As a general point, this is the right way around. Dependent type theory features complex inference rules that are much easier to grasp if you understand the formulae-as-types correspondence.

Adam Chlipala's book was mentioned in the answers to a relevant cstheory.sx question, What is the most intuitive dependent type theory I could learn?

Software Foundations

I quite liked Benjamin Pierce et al.'s Software Foundations. It starts off at a slower pace than CPDT.

The last lecture to my first

The last lecture to my first year students (Informatics 1 Functional Programming---taught in Haskell) covers Boole, Frege, Church, Gentzen, and Curry-Howard. Slides are here.

Wow, you actually lecture in Haskell too?

Seriously, that seems like a short amount of time to give to those five worthies.

Simply Typed Lambda Calculus?

The 'propositions as types' derives from the fact that for a lot of lambda calculi types can be seen to encode logical propositions, and a lambda term can only be constructed in case the proposition is true. The terms are often called 'witnesses' or 'proof objects' because of that quality. Apart from that, very intricate types can specify very specific programs, and conversely the 'witnesses' of that type are programs which will calculate values according to the specification as provided by the intricate type.

Most of this is not that hard to explain when starting from simply typed lambda calculus, and there should be enough text books explaining this. Barendregt should be a good place to start.

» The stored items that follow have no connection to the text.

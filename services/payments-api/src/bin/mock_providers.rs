use actix_web::{middleware, web, App, HttpServer};
use anyhow::Context;
use dotenv::dotenv;
use payments_api::{
    config::Config,
    mocks::{mock_scope, MockBehavior, MockState},
};
use tracing::info;

#[actix_web::main]
async fn main() -> anyhow::Result<()> {
    dotenv().ok();
    payments_api::init_tracing();

    let config = Config::from_env().context("Failed to load configuration")?;
    config
        .validate()
        .map_err(anyhow::Error::msg)
        .context("Invalid configuration")?;

    let behavior = MockBehavior::from(&config.mocks);
    let state = web::Data::new(MockState::new(behavior));

    info!(
        failure_rate = behavior.failure_rate,
        max_latency_ms = behavior.max_latency.as_millis() as u64,
        "Starting mock providers on {}:{}",
        config.mocks.host,
        config.mocks.port
    );

    HttpServer::new(move || {
        App::new()
            .wrap(middleware::Logger::default())
            .service(mock_scope(state.clone()))
    })
    .bind((config.mocks.host.clone(), config.mocks.port))?
    .run()
    .await?;

    Ok(())
}
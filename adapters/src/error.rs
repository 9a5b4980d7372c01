//! Error types for adapters and routing

use thiserror::Error;

/// Result type for adapter operations
pub type Result<T> = std::result::Result<T, Error>;

/// Adapter and routing errors
#[derive(Error, Debug)]
pub enum Error {
    /// Connection error (transport level)
    #[error("Connection error for provider {provider}: {message}")]
    Connection {
        /// Provider name
        provider: String,
        /// Message
        message: String,
    },

    /// Circuit breaker open
    #[error("Circuit breaker open for provider {provider}: {reason}")]
    CircuitBreakerOpen {
        /// Provider name
        provider: String,
        /// Reason
        reason: String,
    },

    /// Timeout
    #[error("Timeout after {millis}ms calling provider {provider}")]
    Timeout {
        /// Provider name
        provider: String,
        /// Timeout duration
        millis: u64,
    },

    /// Provider answered with a server-class status
    #[error("Provider {provider} unavailable ({status_code}): {message}")]
    ProviderUnavailable {
        /// Provider name
        provider: String,
        /// HTTP status code
        status_code: u16,
        /// Error message
        message: String,
    },

    /// Provider does not know the requested payment
    #[error("Payment not found at provider {provider}: {message}")]
    NotFound {
        /// Provider name
        provider: String,
        /// Error message
        message: String,
    },

    /// Refund amount is greater than the charged amount
    #[error("Refund amount is greater than payment amount")]
    RefundExceedsCharge {
        /// Provider name
        provider: String,
    },

    /// Payment is in a state that cannot be refunded
    #[error("Payment cannot be refunded")]
    PaymentNotRefundable {
        /// Provider name
        provider: String,
    },

    /// Any other 4xx answer from the provider
    #[error("Provider {provider} rejected the request ({status_code}): {message}")]
    BadRequest {
        /// Provider name
        provider: String,
        /// HTTP status code
        status_code: u16,
        /// Provider message, unmodified
        message: String,
    },

    /// Provider returned a status absent from its status table
    #[error("Provider {provider} returned unmapped status '{status}'")]
    UnmappedStatus {
        /// Provider name
        provider: String,
        /// Native status
        status: String,
    },

    /// Provider response could not be decoded
    #[error("Invalid response from provider {provider}: {message}")]
    InvalidResponse {
        /// Provider name
        provider: String,
        /// Decode error
        message: String,
    },

    /// Canonical request could not be translated
    #[error("Invalid payment request: {0}")]
    InvalidRequest(String),

    /// No provider recognizes the payment
    #[error("Payment not found")]
    PaymentNotFound,

    /// Every provider failed with server-class errors
    #[error("All payment providers failed")]
    UpstreamUnavailable,

    /// Charge retry budget exhausted
    #[error("Max retries exceeded after {attempts} attempts, all payment providers failed")]
    MaxRetriesExceeded {
        /// Rounds attempted
        attempts: u32,
    },

    /// Configuration error
    #[error("Configuration error: {0}")]
    Config(String),
}

/// Coarse classification used by the router and the circuit breaker
#[derive(Debug, Clone, Copy, PartialEq, Eq)]
pub enum ErrorKind {
    /// Provider does not know the payment
    NotFound,
    /// Authoritative business refusal (never retried on another provider)
    Refusal,
    /// Transport, availability or contract failure
    Transient,
    /// Aggregate outcome produced by the router, or a local error
    Terminal,
}

impl Error {
    /// Classify this error
    pub fn kind(&self) -> ErrorKind {
        match self {
            Error::NotFound { .. } => ErrorKind::NotFound,
            Error::RefundExceedsCharge { .. }
            | Error::PaymentNotRefundable { .. }
            | Error::BadRequest { .. } => ErrorKind::Refusal,
            Error::Connection { .. }
            | Error::CircuitBreakerOpen { .. }
            | Error::Timeout { .. }
            | Error::ProviderUnavailable { .. }
            | Error::UnmappedStatus { .. }
            | Error::InvalidResponse { .. } => ErrorKind::Transient,
            Error::InvalidRequest(_)
            | Error::PaymentNotFound
            | Error::UpstreamUnavailable
            | Error::MaxRetriesExceeded { .. }
            | Error::Config(_) => ErrorKind::Terminal,
        }
    }

    /// Whether this error should count against a provider's health
    pub fn is_transient(&self) -> bool {
        self.kind() == ErrorKind::Transient
    }
}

I am a natural sceptic and often doubt the validity of claims made by fundamental CS or 'obvious' correspondences. One way to look at the 'types as propositions' correspondence is to view it as a necessary, but also 'coincidental,' correspondence with a limited application domain. Very sceptically, the correspondence just shows that you need proving power to prove any, or some (type), property over a program. (The correspondence is deeper than that, though.)

For programming languages, where I doubt types actually often form a consistent logic, the 'types as propositions' might therefor not be a very interesting quality to have, or to strive for. But I would need to show that, and I didn't do that as of yet.